Remembering Dr. Martin Luther King

On April 4, 1967, Dr. Martin Luther King, Jr., gave a watershed speech, in which, for the first time, he spoke out against the war in Vietnam. Many of his followers encouraged him to continue his focus on civil rights, but the more King learned, the more the immorality of our actions in Vietnam ate at his heart. I want to share with you a particularly relevant part of that speech, which could as easily have been directed at our war in present-day Iraq:

In 1957 a sensitive American official overseas said that it seemed to him that our nation was on the wrong side of a world revolution. During the past ten years we have seen emerge a pattern of suppression which has now justified the presence of U.S. military advisors in Venezuela. This need to maintain social stability for our investments accounts for the counterrevolutionary action of American forces in Guatemala. It tells why American helicopters are being used against guerrillas in Cambodia and why American napalm and Green Beret forces have already been active against rebels in Peru.

It is with such activity in mind that the words of the late John F. Kennedy come back to haunt us. Five years ago he said, "Those who make peaceful revolution impossible will make violent revolution inevitable." [applause] Increasingly, by choice or by accident, this is the role our nation has taken, the role of those who make peaceful revolution impossible by refusing to give up the privileges and the pleasures that come from the immense profits of overseas investments. I am convinced that if we are to get on the right side of the world revolution, we as a nation must undergo a radical revolution of values. We must rapidly begin [applause], we must rapidly begin the shift from a thing-oriented society to a person-oriented society. When machines and computers, profit motives and property rights, are considered more important than people, the giant triplets of racism, extreme materialism, and militarism are incapable of being conquered.

A true revolution of values will soon cause us to question the fairness and justice of many of our past and present policies. On the one hand we are called to play the Good Samaritan on life's roadside, but that will be only an initial act. One day we must come to see that the whole Jericho Road must be transformed so that men and women will not be constantly beaten and robbed as they make their journey on life's highway. True compassion is more than flinging a coin to a beggar. It comes to see that an edifice which produces beggars needs restructuring. [applause]

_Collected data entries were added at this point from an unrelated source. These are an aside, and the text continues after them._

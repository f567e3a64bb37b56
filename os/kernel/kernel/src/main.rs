//! # Kernel Binary
//!
//! Boot flow on the bootstrap processor:
//!
//! 1. [`init::_start_kernel`] moves onto a static boot stack and installs the
//!    logger.
//! 2. The frame allocator is built from the loader's memory map
//!    ([`memory::init_physical_memory`]).
//! 3. The kernel address space is built and activated, and execution moves
//!    onto the freshly mapped kernel stack.
//! 4. The IDT timer gate, the Local APIC and the demo tasks are set up and
//!    interrupts are enabled. From then on every timer tick may switch tasks.
//!
//! The kernel only runs on `x86_64-unknown-none`. Host builds compile the
//! hardware-independent parts for unit tests.

#![cfg_attr(target_os = "none", no_std, no_main)]
#![cfg_attr(not(target_os = "none"), allow(dead_code))]
#![allow(unsafe_code)]

mod apic;
mod idt;
#[cfg(target_os = "none")]
mod init;
#[cfg(target_os = "none")]
mod layout;
mod memory;
mod pic;
mod tasks;
mod timer;

#[cfg(not(target_os = "none"))]
fn main() {}

/// Stop this CPU for good.
pub fn halt() -> ! {
    loop {
        unsafe { core::arch::asm!("cli", "hlt", options(nomem, nostack)) };
    }
}

#[cfg(target_os = "none")]
#[panic_handler]
fn panic(info: &core::panic::PanicInfo) -> ! {
    log::error!("kernel panic: {info}");
    halt()
}
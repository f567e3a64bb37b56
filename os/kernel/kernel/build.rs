use kernel_info::memory::{KERNEL_BASE, PHYS_LOAD};
use std::env;
use std::path::Path;

const LINKER_SCRIPT: &str = "kernel.ld";

fn require_aligned(name: &str, value: u64, align: u64) {
    assert!(
        value.is_multiple_of(align),
        "{name} must be {align:#x} aligned (got {value:#x})"
    );
}

fn main() {
    require_aligned("KERNEL_BASE", KERNEL_BASE, 2 * 1024 * 1024);
    require_aligned("PHYS_LOAD", PHYS_LOAD, 4096);

    let manifest_dir = env::var("CARGO_MANIFEST_DIR").unwrap_or_else(|_| ".".into());
    let script = Path::new(&manifest_dir).join(LINKER_SCRIPT);
    println!("cargo:rerun-if-changed={}", script.display());

    // Host builds compile the unit tests only.
    if env::var("CARGO_CFG_TARGET_OS").as_deref() != Ok("none") {
        return;
    }

    for arg in [
        format!("-T{}", script.display()),
        format!("--defsym=KERNEL_BASE={KERNEL_BASE:#x}"),
        format!("--defsym=PHYS_LOAD={PHYS_LOAD:#x}"),
    ] {
        println!("cargo:rustc-link-arg-bins={arg}");
    }
}
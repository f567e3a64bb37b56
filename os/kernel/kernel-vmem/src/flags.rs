//! # Page Entry Flags
//!
//! The attribute bits shared by every paging level, modeled with
//! [`bitfield`](bitfield_struct::bitfield). Only bits 0..=8 and bit 63 are
//! flags; the physical address bits in between are owned by the entry types
//! in [`page_table`](crate::page_table) and are always zero in a
//! [`PageFlags`] value.

use bitfield_struct::bitfield;
use core::ops::{BitOr, BitOrAssign};

/// Bits of a raw entry that [`PageFlags`] covers.
pub const FLAG_BITS: u64 = 0x8000_0000_0000_01FF;

/// Permission, caching and status bits of a page-table entry.
#[bitfield(u64)]
#[derive(PartialEq, Eq, Hash)]
pub struct PageFlags {
    /// Bit 0: the entry is valid.
    pub present: bool,
    /// Bit 1: writes allowed.
    pub writable: bool,
    /// Bit 2: ring 3 may access.
    pub user: bool,
    /// Bit 3: PWT.
    pub write_through: bool,
    /// Bit 4: PCD.
    pub cache_disable: bool,
    /// Bit 5: set by the CPU on access.
    pub accessed: bool,
    /// Bit 6: set by the CPU on write (leaves only).
    pub dirty: bool,
    /// Bit 7: PS. Marks a 2 MiB/1 GiB leaf in a PD/PDPT entry.
    pub page_size: bool,
    /// Bit 8: survives CR3 reloads when `CR4.PGE` is set.
    pub global: bool,

    #[bits(54)]
    _address_and_available: u64,

    /// Bit 63: instruction fetches fault (requires `EFER.NXE`).
    pub no_execute: bool,
}

impl PageFlags {
    pub const PRESENT: Self = Self::new().with_present(true);
    pub const WRITABLE: Self = Self::new().with_writable(true);
    pub const USER: Self = Self::new().with_user(true);
    pub const WRITE_THROUGH: Self = Self::new().with_write_through(true);
    pub const CACHE_DISABLE: Self = Self::new().with_cache_disable(true);
    pub const GLOBAL: Self = Self::new().with_global(true);
    pub const NO_EXECUTE: Self = Self::new().with_no_execute(true);

    /// Flags given to newly created intermediate tables.
    ///
    /// Intermediate levels are permissive; the leaf decides the effective
    /// permissions.
    pub const TABLE: Self = Self::new()
        .with_present(true)
        .with_writable(true)
        .with_user(true);

    /// Extract the flag bits of a raw entry.
    #[inline]
    #[must_use]
    pub const fn from_entry(raw: u64) -> Self {
        Self::from_bits(raw & FLAG_BITS)
    }

    /// `true` if every bit set in `other` is also set in `self`.
    #[inline]
    #[must_use]
    pub const fn contains(self, other: Self) -> bool {
        self.into_bits() & other.into_bits() == other.into_bits()
    }
}

impl BitOr for PageFlags {
    type Output = Self;

    #[inline]
    fn bitor(self, rhs: Self) -> Self {
        Self::from_bits(self.into_bits() | rhs.into_bits())
    }
}

impl BitOrAssign for PageFlags {
    #[inline]
    fn bitor_assign(&mut self, rhs: Self) {
        *self = *self | rhs;
    }
}

#[cfg(test)]
mod tests {
    use super::*;

    #[test]
    fn bit_positions() {
        assert_eq!(PageFlags::PRESENT.into_bits(), 1 << 0);
        assert_eq!(PageFlags::WRITABLE.into_bits(), 1 << 1);
        assert_eq!(PageFlags::USER.into_bits(), 1 << 2);
        assert_eq!(PageFlags::CACHE_DISABLE.into_bits(), 1 << 4);
        assert_eq!(PageFlags::new().with_page_size(true).into_bits(), 1 << 7);
        assert_eq!(PageFlags::GLOBAL.into_bits(), 1 << 8);
        assert_eq!(PageFlags::NO_EXECUTE.into_bits(), 1 << 63);
    }

    #[test]
    fn from_entry_drops_address_bits() {
        let raw = 0x8000_0000_0012_3000 | 0b11;
        let flags = PageFlags::from_entry(raw);
        assert_eq!(flags, PageFlags::PRESENT | PageFlags::WRITABLE | PageFlags::NO_EXECUTE);
    }

    #[test]
    fn contains_checks_subset() {
        let f = PageFlags::PRESENT | PageFlags::WRITABLE;
        assert!(f.contains(PageFlags::PRESENT));
        assert!(!f.contains(PageFlags::PRESENT | PageFlags::USER));
    }
}
#[cfg(test)]
mod tests {
    use super::*;
    use crate::test_support::{BumpAlloc, RecordingTlb, TestPhys};
    use crate::{MappedSize, TableLevel};
    use kernel_info::boot::{BootPixelFormat, MemoryRegionKind};
    use kernel_info::memory::{HHDM_BASE, KERNEL_STACK_BASE, KERNEL_STACK_PAGES};

    const VIRT_BASE: u64 = 0xFFFF_FFFF_8010_0000;
    const PHYS_BASE: u64 = 0x10_0000;

    fn va(v: u64) -> VirtualAddress {
        VirtualAddress::new(v)
    }

    fn pa(v: u64) -> PhysicalAddress {
        PhysicalAddress::new(v)
    }

    fn frame(v: u64) -> PhysicalPage<Size4K> {
        PhysicalPage::containing(pa(v))
    }

    fn image() -> KernelImage {
        KernelImage {
            virt_base: va(VIRT_BASE),
            phys_base: pa(PHYS_BASE),
            text: va(VIRT_BASE)..va(VIRT_BASE + 0x2000),
            rodata: va(VIRT_BASE + 0x2000)..va(VIRT_BASE + 0x3000),
            data: va(VIRT_BASE + 0x3000)..va(VIRT_BASE + 0x3800),
        }
    }

    fn regions() -> [MemoryRegion; 3] {
        [
            MemoryRegion::new(PHYS_BASE, 0x10_0000, MemoryRegionKind::KernelAndModules),
            MemoryRegion::usable(0x30_0000, 0x50_0000),
            MemoryRegion::new(0x80_0000, 0x10_0000, MemoryRegionKind::Reserved),
        ]
    }

    /// Bump allocation plus a fixed list of pretend bookkeeping frames.
    struct NodeAlloc {
        inner: BumpAlloc,
        nodes: Vec<PhysicalPage<Size4K>>,
    }

    impl FrameAlloc for NodeAlloc {
        fn alloc_4k(&mut self) -> Option<PhysicalPage<Size4K>> {
            self.inner.alloc_4k()
        }
    }

    impl BookkeepingFrames for NodeAlloc {
        fn first_bookkeeping_frame(&self) -> Option<PhysicalPage<Size4K>> {
            self.nodes.first().copied()
        }

        fn next_bookkeeping_frame(&self, frame: PhysicalPage<Size4K>) -> Option<PhysicalPage<Size4K>> {
            let i = self.nodes.iter().position(|n| *n == frame)?;
            self.nodes.get(i + 1).copied()
        }
    }

    fn node_alloc(nodes: &[u64]) -> NodeAlloc {
        NodeAlloc {
            inner: BumpAlloc::new(0x100_0000, 0x200_0000),
            nodes: nodes.iter().map(|&n| frame(n)).collect(),
        }
    }

    #[test]
    fn kernel_sections_get_their_permissions() {
        let phys = TestPhys::new();
        let tlb = RecordingTlb::default();
        let mut alloc = BumpAlloc::new(0x100_0000, 0x200_0000);
        let mut b = KernelSpaceBuilder::new(&phys, &mut alloc, &tlb, HHDM_BASE).unwrap();
        b.map_kernel_image(&mut alloc, &image()).unwrap();

        let space = b.space();
        let text = space.translate(va(VIRT_BASE + 0x1010)).unwrap();
        assert_eq!(text.phys, pa(PHYS_BASE + 0x1010));
        assert_eq!(text.flags, PageFlags::PRESENT);

        let rodata = space.translate(va(VIRT_BASE + 0x2000)).unwrap();
        assert_eq!(rodata.phys, pa(PHYS_BASE + 0x2000));
        assert_eq!(rodata.flags, PageFlags::PRESENT | PageFlags::NO_EXECUTE);

        let data = space.translate(va(VIRT_BASE + 0x37FF)).unwrap();
        assert_eq!(data.phys, pa(PHYS_BASE + 0x37FF));
        assert_eq!(
            data.flags,
            PageFlags::PRESENT | PageFlags::WRITABLE | PageFlags::NO_EXECUTE
        );

        assert_eq!(space.translate(va(VIRT_BASE + 0x4000)), None);
    }

    #[test]
    fn direct_map_prefers_large_pages() {
        let phys = TestPhys::new();
        let tlb = RecordingTlb::default();
        let mut alloc = BumpAlloc::new(0x100_0000, 0x200_0000);
        let mut b = KernelSpaceBuilder::new(&phys, &mut alloc, &tlb, HHDM_BASE).unwrap();
        b.map_direct(&mut alloc, &regions()).unwrap();

        let space = b.space();
        let edge = space.translate(va(HHDM_BASE + 0x30_0000)).unwrap();
        assert_eq!(edge.size, MappedSize::Page4K);
        assert_eq!(edge.phys, pa(0x30_0000));

        let chunk = space.translate(va(HHDM_BASE + 0x65_4321)).unwrap();
        assert_eq!(chunk.size, MappedSize::Page2M);
        assert_eq!(chunk.phys, pa(0x65_4321));
        assert!(!chunk.flags.contains(PageFlags::USER));

        // Non-usable regions stay out of the direct map.
        assert_eq!(space.translate(va(HHDM_BASE + PHYS_BASE)), None);
        assert_eq!(space.translate(va(HHDM_BASE + 0x80_0000)), None);
    }

    #[test]
    fn hhdm_aliases_already_covered_are_skipped() {
        let phys = TestPhys::new();
        let tlb = RecordingTlb::default();
        let mut alloc = BumpAlloc::new(0x100_0000, 0x200_0000);
        let mut b = KernelSpaceBuilder::new(&phys, &mut alloc, &tlb, HHDM_BASE).unwrap();
        b.map_direct(&mut alloc, &regions()).unwrap();

        let flags = PageFlags::PRESENT | PageFlags::WRITABLE;
        assert!(!b.map_hhdm_page(&mut alloc, "test", frame(0x40_0000), flags).unwrap());
        assert!(b.map_hhdm_page(&mut alloc, "test", frame(0x90_0000), flags).unwrap());
        assert!(!b.map_hhdm_page(&mut alloc, "test", frame(0x90_0000), flags).unwrap());
        assert_eq!(
            b.space().translate(va(HHDM_BASE + 0x90_0008)).unwrap().phys,
            pa(0x90_0008)
        );
    }

    #[test]
    fn full_plan_builds_every_region() {
        let phys = TestPhys::new();
        let tlb = RecordingTlb::default();
        let mut alloc = node_alloc(&[0x90_0000, 0x50_0000]);
        let regions = regions();
        let mmio = [PhysRange::new(0xFEE0_0000, 0x1000)];
        let plan = BootstrapPlan {
            hhdm_base: HHDM_BASE,
            image: image(),
            regions: &regions,
            framebuffer: Some(FramebufferInfo {
                framebuffer_ptr: 0xE000_0000,
                framebuffer_size: 0x3000,
                framebuffer_width: 32,
                framebuffer_height: 32,
                framebuffer_stride: 32,
                framebuffer_format: BootPixelFormat::Rgb,
            }),
            mmio: &mmio,
            idt: Some(PhysRange::new(PHYS_BASE + 0x3100, 0xFFF)),
            loader_stack: Some((va(0x7FF0_0F00), pa(0x7A00_0F00))),
            stack_base: va(KERNEL_STACK_BASE),
            stack_pages: KERNEL_STACK_PAGES,
        };

        let ks = build_kernel_space(&plan, &phys, &mut alloc, &tlb).unwrap();
        let space = unsafe { AddressSpace::from_root(&phys, ks.root, &tlb) };

        // Stack: guard page below, pages up to the top.
        let pages = KERNEL_STACK_PAGES as u64;
        assert_eq!(ks.stack_top, va(KERNEL_STACK_BASE + (pages + 1) * 4096));
        assert_eq!(space.translate(va(KERNEL_STACK_BASE)), None);
        assert!(space.translate(va(KERNEL_STACK_BASE + 4096)).is_some());
        let top = space.translate(va(ks.stack_top.as_u64() - 8)).unwrap();
        assert!(top.flags.writable() && top.flags.no_execute());
        assert_eq!(space.translate(ks.stack_top), None);

        assert_eq!(ks.framebuffer, Some(va(HHDM_BASE + 0xE000_0000)));
        assert!(space.translate(va(HHDM_BASE + 0xE000_2FFF)).is_some());

        let lapic = space.translate(va(HHDM_BASE + 0xFEE0_00B0)).unwrap();
        assert!(lapic.flags.cache_disable());

        let idt = space.translate(va(HHDM_BASE + PHYS_BASE + 0x3100)).unwrap();
        assert_eq!(idt.phys, pa(PHYS_BASE + 0x3100));
        assert!(!idt.flags.writable());

        let loader = space.translate(va(0x7FF0_0F00)).unwrap();
        assert_eq!(loader.phys, pa(0x7A00_0F00));

        // One node outside the direct map gets its own alias, the other is
        // already covered by a 2 MiB page.
        let node = space.translate(va(HHDM_BASE + 0x90_0000)).unwrap();
        assert_eq!((node.phys, node.size), (pa(0x90_0000), MappedSize::Page4K));
        let node = space.translate(va(HHDM_BASE + 0x50_0000)).unwrap();
        assert_eq!((node.phys, node.size), (pa(0x50_0000), MappedSize::Page2M));
    }

    #[test]
    fn failures_name_the_region() {
        let phys = TestPhys::new();
        let tlb = RecordingTlb::default();
        let mut alloc = node_alloc(&[]);
        let regions = regions();
        let plan = BootstrapPlan {
            hhdm_base: HHDM_BASE,
            image: image(),
            regions: &regions,
            framebuffer: None,
            mmio: &[],
            idt: None,
            // Inside a 2 MiB direct-map page.
            loader_stack: Some((va(HHDM_BASE + 0x40_0F00), pa(0x40_0F00))),
            stack_base: va(KERNEL_STACK_BASE),
            stack_pages: 1,
        };

        assert_eq!(
            build_kernel_space(&plan, &phys, &mut alloc, &tlb),
            Err(BootstrapError::Map {
                what: "loader stack",
                va: va(HHDM_BASE + 0x40_0000),
                source: VmemError::PageSizeConflict {
                    va: va(HHDM_BASE + 0x40_0000),
                    level: TableLevel::Pd,
                },
            })
        );
    }

    #[test]
    fn stack_runs_out_of_frames() {
        let phys = TestPhys::new();
        let tlb = RecordingTlb::default();
        // Root, three tables and five frames in total for the stack pages.
        let mut alloc = BumpAlloc::new(0x100_0000, 0x100_0000 + 9 * 4096);
        let mut b = KernelSpaceBuilder::new(&phys, &mut alloc, &tlb, HHDM_BASE).unwrap();

        assert_eq!(
            b.map_stack(&mut alloc, va(KERNEL_STACK_BASE), KERNEL_STACK_PAGES),
            Err(BootstrapError::OutOfMemory("kernel stack"))
        );
    }
}
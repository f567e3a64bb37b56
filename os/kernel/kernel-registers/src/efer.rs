use crate::msr::Msr;
use crate::{LoadRegisterUnsafe, StoreRegisterUnsafe};
use bitfield_struct::bitfield;

/// `IA32_EFER` (MSR `0xC000_0080`), Extended Feature Enable Register.
#[bitfield(u64, order = Lsb)]
#[derive(Eq, PartialEq)]
pub struct Efer {
    /// Bit 0 (SCE): System Call Extensions.
    pub sce: bool,

    /// Bits 1–7: Reserved or model-specific.
    #[bits(7)]
    _reserved0: u8,

    /// Bit 8 (LME): Long Mode Enable.
    pub lme: bool,

    /// Bit 9: Reserved.
    _reserved1: bool,

    /// Bit 10 (LMA): Long Mode Active (read-only).
    #[bits(access = RO)]
    pub lma: bool,

    /// Bit 11 (NXE): No-Execute Enable.
    ///
    /// Must be set before any page table entry carries the NX bit, otherwise
    /// the entry is treated as having a reserved bit set and faults.
    pub nxe: bool,

    /// Bits 12–63: other extensions, preserved as-is.
    #[bits(52)]
    _other: u64,
}

impl Efer {
    /// MSR index for `IA32_EFER`.
    pub const MSR: Msr = Msr::new(0xC000_0080);
}

#[cfg(feature = "asm")]
impl LoadRegisterUnsafe for Efer {
    unsafe fn load_unsafe() -> Self {
        Self::from_bits(unsafe { Self::MSR.load_raw() })
    }
}

#[cfg(feature = "asm")]
impl StoreRegisterUnsafe for Efer {
    unsafe fn store_unsafe(self) {
        unsafe { Self::MSR.store_raw(self.into_bits()) }
    }
}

Exactly one year to the day after he gave this speech, King was assassinated on his hotel balcony in Memphis, Tennessee.

When people of conscience speak out against crimes of state, they put their lives on the line. I say that not to dissuade any of us from doing so, but to remind people that those who speak out need all the love and support (financial and emotional) that each of us has to shower upon them. They put their lives at risk to make the world a better place. We should honor them in life and defend their honor when they are gone. What does it matter if they were not perfect human beings? Whom of us can claim that mantle?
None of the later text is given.